%%

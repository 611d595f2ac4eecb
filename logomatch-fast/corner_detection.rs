use logomatch_core::GrayFrame;
use crate::types::{Corner, CornerType};
use crate::utils::{has_contiguous_arc, ARC_LENGTH};
use rayon::prelude::*;

/// FAST-9 segment test and grid non-maximum suppression
pub struct CornerDetector;

impl CornerDetector {
    /// Bresenham circle of radius 3, in circular order
    pub const FAST_OFFSETS: [(i32, i32); 16] = [
        (0, -3), (1, -3), (2, -2), (3, -1),
        (3, 0), (3, 1), (2, 2), (1, 3),
        (0, 3), (-1, 3), (-2, 2), (-3, 1),
        (-3, 0), (-3, -1), (-2, -2), (-1, -3),
    ];

    /// Detect corners inside `border` pixels of the frame edge, rows in parallel
    pub fn detect(frame: &GrayFrame, threshold: u8, border: usize) -> Vec<Corner> {
        let (w, h) = (frame.width(), frame.height());
        let border = border.max(3);
        if w <= 2 * border || h <= 2 * border {
            return Vec::new();
        }

        (border..h - border)
            .into_par_iter()
            .flat_map_iter(|y| {
                let mut row = Vec::new();
                for x in border..w - border {
                    if let Some(response) = Self::segment_test(frame, x, y, threshold) {
                        row.push(Corner { x, y, response });
                    }
                }
                row
            })
            .collect()
    }

    /// Response of the pixel at (x, y) if it passes FAST-9, `None` otherwise.
    /// The caller guarantees a 3-pixel margin.
    pub fn segment_test(frame: &GrayFrame, x: usize, y: usize, threshold: u8) -> Option<f32> {
        let p = frame.get(x, y);
        let bright_limit = p.saturating_add(threshold);
        let dark_limit = p.saturating_sub(threshold);

        let sample = |i: usize| {
            let (dx, dy) = Self::FAST_OFFSETS[i];
            frame.get((x as i32 + dx) as usize, (y as i32 + dy) as usize)
        };

        // Any arc of 9 covers at least two of the four compass pixels
        let compass = [sample(0), sample(4), sample(8), sample(12)];
        let bright_compass = compass.iter().filter(|&&q| q >= bright_limit && p < 255).count();
        let dark_compass = compass.iter().filter(|&&q| q <= dark_limit && p > 0).count();
        if bright_compass < 2 && dark_compass < 2 {
            return None;
        }

        let mut bright_mask = 0u16;
        let mut dark_mask = 0u16;
        let mut bright_sum = 0i32;
        let mut dark_sum = 0i32;
        for i in 0..16 {
            let q = sample(i);
            if p < 255 && q >= bright_limit {
                bright_mask |= 1 << i;
                bright_sum += q as i32 - p as i32;
            } else if p > 0 && q <= dark_limit {
                dark_mask |= 1 << i;
                dark_sum += p as i32 - q as i32;
            }
        }

        let corner_type = if has_contiguous_arc(bright_mask, ARC_LENGTH) {
            CornerType::Bright
        } else if has_contiguous_arc(dark_mask, ARC_LENGTH) {
            CornerType::Dark
        } else {
            CornerType::None
        };

        // Mean intensity difference over the contributing pixels
        match corner_type {
            CornerType::Bright => Some(bright_sum as f32 / bright_mask.count_ones() as f32),
            CornerType::Dark => Some(dark_sum as f32 / dark_mask.count_ones() as f32),
            CornerType::None => None,
        }
    }

    /// Keep corners whose response is maximal in their 3x3 neighbourhood.
    /// Ties go to the corner earlier in raster order.
    pub fn suppress_non_maxima(corners: &[Corner], width: usize, height: usize) -> Vec<Corner> {
        if corners.is_empty() {
            return Vec::new();
        }

        let mut response_map = vec![0f32; width * height];
        for c in corners {
            response_map[c.y * width + c.x] = c.response;
        }

        corners
            .iter()
            .filter(|c| {
                for dy in -1i32..=1 {
                    for dx in -1i32..=1 {
                        if dx == 0 && dy == 0 {
                            continue;
                        }
                        let nx = c.x as i32 + dx;
                        let ny = c.y as i32 + dy;
                        if nx < 0 || ny < 0 || nx >= width as i32 || ny >= height as i32 {
                            continue;
                        }
                        let r = response_map[ny as usize * width + nx as usize];
                        let earlier = dy < 0 || (dy == 0 && dx < 0);
                        if r > c.response || (r == c.response && earlier) {
                            return false;
                        }
                    }
                }
                true
            })
            .copied()
            .collect()
    }
}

%%

◆ WHAT IS REQUIRED ◆
Would you show every line in the data above that contains the string "sample"?

◆ ANSWER SECTION ◆
        let sample = |i: usize| {
        let compass = [sample(0), sample(4), sample(8), sample(12)];
            let q = sample(i);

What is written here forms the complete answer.